**Goal of the exercise:** Check every line of the records below for the string "addr" and copy the ones that have it.

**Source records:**
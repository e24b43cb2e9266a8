/// Faults the virtual machine can report.
///
/// `RomTooLarge` comes back from `load_program` before anything is written.
/// The other two are decode-time faults; they reach the host through the
/// returned engine state rather than a `Result`, since the cycle loop
/// inspects that state every iteration anyway.
#[derive(Debug, Clone, Copy, PartialEq, Eq, thiserror::Error)]
pub enum VmError {
    #[error("ROM is too large ({size} bytes), capacity is {capacity} bytes")]
    RomTooLarge { size: usize, capacity: usize },

    #[error("unknown opcode {opcode:#06X}")]
    UnknownOpcode { opcode: u16 },

    #[error("jump to self at {addr:#05X}")]
    InfiniteLoop { addr: u16 },
}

**Answer to this task:**
    #[error("jump to self at {addr:#05X}")]
    InfiniteLoop { addr: u16 },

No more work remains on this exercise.